Though this movement was once defined by its doctrine, I fear it is increasingly defined by its celebrities. So now, rather than aligning with truth we align with people. This being the case, to participate in Reformed Christianity is to discuss personalities rather than theology. Need proof? When was the last time you had a conversation about the five points? But on the other hand, when was the last time you spoke about that guy who was accused of that transgression? When was the last time you marveled about the facts of the five solas? But then when was the last time you speculated about that pastor who has fallen under his church’s discipline? This kind of gossip is a blight on our theological tradition and a reason many abandon it. There are many who reject Reformed theology not because of its doctrines but because of its adherents—because of you and me and the way we blather on about people, people, people.

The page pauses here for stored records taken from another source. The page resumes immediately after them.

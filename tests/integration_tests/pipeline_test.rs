//! End-to-end pipeline tests: crawl, enrich, store

use std::sync::Arc;
use std::time::Duration;

use async_trait::async_trait;
use wikireel::crawler::pipeline::ContentPipeline;
use wikireel::error::{ClassifiedError, Error, StorageError};
use wikireel::models::Article;
use wikireel::scheduler::Scheduler;
use wikireel::storage::{ArticleRepository, MemoryArticleRepository};
use wiremock::MockServer;

use crate::common::*;

/// Repository whose backend is always down
struct UnavailableRepository;

#[async_trait]
impl ArticleRepository for UnavailableRepository {
    async fn upsert_articles(&self, _articles: &[Article]) -> Result<u64, StorageError> {
        Err(StorageError::Pool("connection refused".to_string()))
    }

    fn backend(&self) -> &'static str {
        "unavailable"
    }
}

async fn physics_server() -> MockServer {
    let server = MockServer::start().await;
    mount_category(&server, "Physics", &[(1, "Atom"), (2, "Photon"), (3, "Quark")]).await;
    mount_good_page(&server, 1, "Atom").await;
    mount_good_page(&server, 2, "Photon").await;
    mount_good_page(&server, 3, "Quark").await;
    server
}

fn pipeline(server: &MockServer, repository: Arc<dyn ArticleRepository>) -> ContentPipeline {
    let crawler = crawler(
        server,
        single_topic_config("Physics"),
        Arc::new(StaticEmbedder::default()),
        Arc::new(StaticAudio::ok()),
    );
    ContentPipeline::new(crawler, repository)
}

#[tokio::test]
async fn test_full_pipeline_stores_batch() {
    let server = physics_server().await;
    let repository = Arc::new(MemoryArticleRepository::new());
    let mut pipeline = pipeline(&server, repository.clone());

    let report = pipeline.run_once().await.unwrap();

    assert_eq!(report.fetched, 3);
    assert_eq!(report.inserted, 3);
    assert_eq!(report.stats.collected, 3);
    assert_eq!(repository.len().await, 3);

    let stored = repository.get(2).await.unwrap();
    assert_eq!(stored.article_data.article_heading, "Photon");
    assert!(stored.has_audio());
}

#[tokio::test]
async fn test_second_run_ignores_existing_ids() {
    let server = physics_server().await;
    let repository = Arc::new(MemoryArticleRepository::new());
    let mut pipeline = pipeline(&server, repository.clone());

    let first = pipeline.run_once().await.unwrap();
    let second = pipeline.run_once().await.unwrap();

    assert_eq!(first.inserted, 3);
    assert_eq!(second.fetched, 3);
    assert_eq!(second.inserted, 0);
    assert_ne!(first.run_id, second.run_id);
    assert_eq!(repository.len().await, 3);
}

#[tokio::test]
async fn test_empty_batch_skips_store() {
    let server = MockServer::start().await;
    mount_category(&server, "Physics", &[]).await;

    // Would fail if the upsert were attempted
    let mut pipeline = pipeline(&server, Arc::new(UnavailableRepository));
    let report = pipeline.run_once().await.unwrap();

    assert_eq!(report.fetched, 0);
    assert_eq!(report.inserted, 0);
    assert_eq!(report.stats.empty_categories, 3);
}

#[tokio::test]
async fn test_store_failure_fails_run() {
    let server = physics_server().await;
    let mut pipeline = pipeline(&server, Arc::new(UnavailableRepository));

    let err = pipeline.run_once().await.unwrap_err();

    assert!(matches!(err, Error::Storage(StorageError::Pool(_))));
    assert!(err.is_recoverable());
    assert_eq!(err.category().as_str(), "storage");
}

#[tokio::test]
async fn test_scheduled_run_on_startup() {
    let server = physics_server().await;
    let repository = Arc::new(MemoryArticleRepository::new());
    let pipeline = pipeline(&server, repository.clone());

    let scheduler = Scheduler::new(Duration::from_secs(3600), true);
    let stats = scheduler
        .run_until(pipeline, tokio::time::sleep(Duration::from_millis(200)))
        .await;

    // Shutdown waits for the in-flight run
    assert_eq!(stats.triggered, 1);
    assert_eq!(stats.failed, 0);
    assert_eq!(repository.len().await, 3);
}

We will be a blessing to the church if instead of spending our time discussing the failures of celebrities we spend it going deeper into those precious truths that undergird it. We will be a blessing to the world around us if instead of obsessing about people we fix our hearts on Christ. So take this as my call to you and to me and to all of us: Let’s stop the gossip. Let’s stop the gossip and instead make it our delight to speak about who our God is and about what our God has done.